## Exercise prompt
Your answer should consist of the lines in the data below that contain "router".

## Provided material
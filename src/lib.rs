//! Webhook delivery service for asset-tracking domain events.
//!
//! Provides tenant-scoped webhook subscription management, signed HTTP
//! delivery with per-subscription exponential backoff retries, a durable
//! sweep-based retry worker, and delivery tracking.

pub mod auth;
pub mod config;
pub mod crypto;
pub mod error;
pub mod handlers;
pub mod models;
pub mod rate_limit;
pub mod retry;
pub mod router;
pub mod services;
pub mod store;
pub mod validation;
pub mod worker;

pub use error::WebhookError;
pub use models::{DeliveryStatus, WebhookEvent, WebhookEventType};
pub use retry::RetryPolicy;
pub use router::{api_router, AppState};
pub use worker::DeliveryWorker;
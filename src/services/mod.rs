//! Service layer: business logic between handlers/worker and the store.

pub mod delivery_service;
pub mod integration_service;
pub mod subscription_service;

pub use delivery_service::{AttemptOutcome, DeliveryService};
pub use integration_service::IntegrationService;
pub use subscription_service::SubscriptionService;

## Finished task
pub mod router;
pub use router::{api_router, AppState};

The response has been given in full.